In 2007, a white man was named acting chief operating officer, though he had a General Schedule-15 grade level. Duncan was a member of the Senior Executive Service, the government’s highest civil service level, he said. The CDC did not respond to a request for comment on Duncan’s case.
Fearing reprisals, current employees would not talk on the record. “It’s a very hostile environment, and retaliation is very, very real there,” said one longtime CDC staffer.
Camara Phyllis Jones, a celebrated physician who also has a PhD in epidemiology, started work at the CDC in 2000. She said the racial bias there is “really bad because it stifles genius. … There have been so many great people who have left CDC because they just can’t take it anymore.” She left in 2014 and became the 2015-2016 president of the American Public Health Association.

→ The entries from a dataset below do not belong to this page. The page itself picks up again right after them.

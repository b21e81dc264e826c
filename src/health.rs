//! # Health Monitor
//!
//! Periodic supervisor shared by every pipeline of a registry.
//!
//! Each tick walks the active registry entries and:
//!
//! - **Liveness**: flags entries whose execution units crashed or stopped
//!   while the entry is still active (`liveness.lost`). Status reconciliation
//!   itself is the registry's job; this is for alerting.
//! - **Memory**: computes `usage / limit`. At `warning_ratio` it emits
//!   `memory.warning` only. At `critical_ratio` it emits `memory.critical` and
//!   pauses the pipeline; if usage is still critical after `grace_period` the
//!   pipeline is terminated as `killed`. Dropping below `critical_ratio`
//!   resumes a pipeline the monitor paused.
//! - **Throughput**: emits `records_processed / elapsed` per pipeline.
//!
//! It then emits one `health.check` event and prunes terminal entries older
//! than `retention`.
//!
//! [`HealthMonitor::check_at`] runs one tick synchronously for a given
//! instant; [`HealthMonitor::spawn`] runs ticks on an interval until stopped.

use crate::error::{ConfigError, PipelineStage};
use crate::registry::{PipelineId, PipelineInfo, PipelineStatus, Registry, UnitStatus};
use crate::telemetry::{EventKind, SharedReporter, TelemetryEvent, TracingReporter};
use std::collections::{HashMap, HashSet};
use std::sync::Arc;
use std::time::{Duration, Instant};
use tokio::task::JoinHandle;
use tokio::time::MissedTickBehavior;
use tokio_util::sync::CancellationToken;
use tracing::{info, warn};

/// Health Monitor settings.
#[derive(Debug, Clone, PartialEq, serde::Serialize, serde::Deserialize)]
#[serde(default)]
pub struct HealthMonitorConfig {
  /// Time between ticks.
  pub interval: Duration,
  /// Usage ratio that triggers a warning.
  pub warning_ratio: f64,
  /// Usage ratio that triggers pause-then-kill.
  pub critical_ratio: f64,
  /// How long a pipeline may stay critical while paused before it is killed.
  pub grace_period: Duration,
  /// How long killed units get to unwind before they are aborted.
  pub kill_grace: Duration,
  /// How long terminal entries stay readable; `None` keeps them forever.
  pub retention: Option<Duration>,
}

impl Default for HealthMonitorConfig {
  fn default() -> Self {
    Self {
      interval: Duration::from_secs(1),
      warning_ratio: 0.8,
      critical_ratio: 0.95,
      grace_period: Duration::from_secs(5),
      kill_grace: Duration::from_secs(1),
      retention: Some(Duration::from_secs(30)),
    }
  }
}

impl HealthMonitorConfig {
  /// Sets the tick interval.
  pub fn with_interval(mut self, interval: Duration) -> Self {
    self.interval = interval;
    self
  }

  /// Sets the warning and critical ratios.
  pub fn with_thresholds(mut self, warning_ratio: f64, critical_ratio: f64) -> Self {
    self.warning_ratio = warning_ratio;
    self.critical_ratio = critical_ratio;
    self
  }

  /// Sets the grace period before a critical pipeline is killed.
  pub fn with_grace_period(mut self, grace_period: Duration) -> Self {
    self.grace_period = grace_period;
    self
  }

  /// Sets the unwind time granted to killed units.
  pub fn with_kill_grace(mut self, kill_grace: Duration) -> Self {
    self.kill_grace = kill_grace;
    self
  }

  /// Sets the terminal entry retention.
  pub fn with_retention(mut self, retention: Option<Duration>) -> Self {
    self.retention = retention;
    self
  }

  /// Checks ratios and durations.
  pub fn validate(&self) -> Result<(), ConfigError> {
    if self.interval.is_zero() {
      return Err(ConfigError::ZeroDuration("interval"));
    }
    if !(self.warning_ratio > 0.0 && self.warning_ratio <= self.critical_ratio) {
      return Err(ConfigError::InvalidThreshold(format!(
        "warning_ratio ({}) must be in (0, critical_ratio ({})]",
        self.warning_ratio, self.critical_ratio
      )));
    }
    if !self.critical_ratio.is_finite() {
      return Err(ConfigError::InvalidThreshold(format!(
        "critical_ratio must be finite, got {}",
        self.critical_ratio
      )));
    }
    Ok(())
  }
}

/// Outcome of one tick.
#[derive(Debug, Clone, Default, PartialEq)]
pub struct HealthReport {
  /// Running or paused pipelines.
  pub active_pipelines: usize,
  /// Sum of their latest memory samples.
  pub total_memory: u64,
  /// Pipelines above the warning ratio (but below critical).
  pub warnings: Vec<PipelineId>,
  /// Pipelines above the critical ratio.
  pub critical: Vec<PipelineId>,
  /// Pipelines paused during this tick.
  pub paused: Vec<PipelineId>,
  /// Pipelines resumed during this tick.
  pub resumed: Vec<PipelineId>,
  /// Pipelines killed during this tick.
  pub killed: Vec<PipelineId>,
  /// Units found dead while their pipeline is active.
  pub liveness_lost: Vec<(PipelineId, PipelineStage)>,
  /// Terminal entries pruned.
  pub pruned: usize,
}

/// Periodic supervisor over a [`Registry`].
pub struct HealthMonitor {
  registry: Registry,
  reporter: SharedReporter,
  config: HealthMonitorConfig,
  critical_since: HashMap<PipelineId, Instant>,
  paused_by_monitor: HashSet<PipelineId>,
}

impl HealthMonitor {
  /// Creates a monitor over `registry`.
  pub fn new(registry: Registry, config: HealthMonitorConfig) -> Result<Self, ConfigError> {
    config.validate()?;
    Ok(Self {
      registry,
      reporter: Arc::new(TracingReporter),
      config,
      critical_since: HashMap::new(),
      paused_by_monitor: HashSet::new(),
    })
  }

  /// Sets the telemetry reporter.
  pub fn with_reporter(mut self, reporter: SharedReporter) -> Self {
    self.reporter = reporter;
    self
  }

  /// Runs one tick now.
  pub fn check(&mut self) -> HealthReport {
    self.check_at(Instant::now())
  }

  /// Runs one tick as of `now`.
  pub fn check_at(&mut self, now: Instant) -> HealthReport {
    let active = self.registry.list_active();
    let mut report = HealthReport {
      active_pipelines: active.len(),
      total_memory: active.iter().map(|info| info.memory_usage).sum(),
      ..HealthReport::default()
    };

    for info in &active {
      self.check_liveness(info, &mut report);
      self.check_memory(info, now, &mut report);
      self.emit(
        Some(&info.id),
        EventKind::Throughput {
          records_per_second: info.throughput(),
        },
      );
    }

    let live: HashSet<&PipelineId> = active.iter().map(|info| &info.id).collect();
    self.critical_since.retain(|id, _| live.contains(id));
    self.paused_by_monitor.retain(|id| live.contains(id));

    self.emit(
      None,
      EventKind::HealthCheck {
        active_pipeline_count: report.active_pipelines,
        total_memory: report.total_memory,
      },
    );
    if let Some(retention) = self.config.retention {
      report.pruned = self.registry.prune_terminal(retention);
    }
    report
  }

  fn check_liveness(&self, info: &PipelineInfo, report: &mut HealthReport) {
    for stage in PipelineStage::ALL {
      let lost = match (stage, info.unit(stage)) {
        (_, UnitStatus::Crashed) => true,
        // The stage finishing ends the pipeline; an active entry means it should still run.
        (PipelineStage::Aggregator, UnitStatus::Finished) => true,
        _ => false,
      };
      if lost {
        warn!(pipeline_id = %info.id, %stage, "execution unit is not alive");
        self.emit(Some(&info.id), EventKind::LivenessLost { stage });
        report.liveness_lost.push((info.id.clone(), stage));
      }
    }
  }

  fn check_memory(&mut self, info: &PipelineInfo, now: Instant, report: &mut HealthReport) {
    let ratio = info.memory_ratio();
    let usage = info.memory_usage;
    let limit = info.memory_limit;

    if ratio >= self.config.critical_ratio {
      report.critical.push(info.id.clone());
      self.emit(Some(&info.id), EventKind::MemoryCritical { usage, limit });
      match self.critical_since.get(&info.id).copied() {
        None => {
          self.critical_since.insert(info.id.clone(), now);
          if self.registry.pause(&info.id).unwrap_or(false)
            || info.status == PipelineStatus::Paused
          {
            self.paused_by_monitor.insert(info.id.clone());
            report.paused.push(info.id.clone());
            warn!(pipeline_id = %info.id, usage, limit, "memory critical; pipeline paused");
          }
        }
        Some(since) if now.saturating_duration_since(since) >= self.config.grace_period => {
          let reason = format!(
            "memory usage {usage} bytes stayed at or above {:.0}% of the {limit} byte limit for {:?}",
            self.config.critical_ratio * 100.0,
            self.config.grace_period
          );
          let killed = self
            .registry
            .terminate(&info.id, PipelineStatus::Killed, Some(reason), self.config.kill_grace)
            .unwrap_or(false);
          self.critical_since.remove(&info.id);
          self.paused_by_monitor.remove(&info.id);
          if killed {
            warn!(pipeline_id = %info.id, usage, limit, "pipeline killed after grace period");
            report.killed.push(info.id.clone());
          }
        }
        Some(_) => {}
      }
      return;
    }

    self.critical_since.remove(&info.id);
    if self.paused_by_monitor.remove(&info.id) && self.registry.resume(&info.id).unwrap_or(false) {
      info!(pipeline_id = %info.id, usage, limit, "memory recovered; pipeline resumed");
      report.resumed.push(info.id.clone());
    }
    if ratio >= self.config.warning_ratio {
      report.warnings.push(info.id.clone());
      self.emit(Some(&info.id), EventKind::MemoryWarning { usage, limit });
    }
  }

  fn emit(&self, id: Option<&PipelineId>, kind: EventKind) {
    let event = match id {
      Some(id) => TelemetryEvent::new(id.clone(), kind),
      None => TelemetryEvent::global(kind),
    };
    self.reporter.report(event);
  }

  /// Runs ticks every `interval` on a tokio task until stopped.
  pub fn spawn(mut self) -> HealthMonitorHandle {
    let cancel = CancellationToken::new();
    let token = cancel.clone();
    let join = tokio::spawn(async move {
      let mut ticker = tokio::time::interval(self.config.interval);
      ticker.set_missed_tick_behavior(MissedTickBehavior::Delay);
      loop {
        tokio::select! {
          biased;
          _ = token.cancelled() => break,
          _ = ticker.tick() => {
            self.check();
          }
        }
      }
    });
    HealthMonitorHandle { cancel, join }
  }
}

/// Handle to a spawned [`HealthMonitor`].
#[derive(Debug)]
pub struct HealthMonitorHandle {
  cancel: CancellationToken,
  join: JoinHandle<()>,
}

impl HealthMonitorHandle {
  /// Stops the monitor and waits for its task to exit.
  pub async fn stop(self) {
    self.cancel.cancel();
    let _ = self.join.await;
  }

  /// True until the monitor task exits.
  pub fn is_running(&self) -> bool {
    !self.join.is_finished()
  }
}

Once a proud and leading public health agency, the CDC has been rocked by outside criticism regarding its role in the Trump administration’s coronavirus pandemic response and stung by shots from the president. Just this week, four former CDC heads wrote an opinion piece for The Washington Post with the print headline, “No president has politicized the CDC’s science like Trump.” Also this week, a Trump retweet accused CDC officials of lying about the pandemic. Last week, Trump panned the agency’s school reopening guidelines.
As Trump questions the science the CDC attempts to promote, the employees’ letter says its failure “to address racism as a fundamental cause of health disparities is a key reason why we have witnessed little progress in reducing many of these disparities in the United States over the past 50 years.”
The disparities are evident in the pandemic’s greater rate of injury among black Americans.
In addition to declaring racism a public health crisis, the employees’ “7 Acts of Change” at the CDC include:
●Increasing African Americans among senior leaders and in the leadership pipeline.
● Taking action against the CDC’s toxic, racist culture.
● Dismantling “visible and invisible barriers to career advancement for Black employees.”
● Implementing policy changes holding leaders accountable “for measurable change.”
● Making implicit-bias staff training mandatory.
● Resolving racial bias complaints.
“We are hurt. We are angry. We are exhausted,” the employees wrote. “And ultimately, we fear that, despite the global protests, little will be done to address the systemic racism we face each and every day.”
Citing “daily, racial aggressions,” the letter said black employees “routinely experience bullying, excessive criticism, hostility, implicit bias and overt racism from white colleagues with little recourse.”
That racism, they added, “is a crushing reality for people of color in their daily lived experiences here at CDC … that disenfranchises employees with so much talent to offer. The healing must begin now.”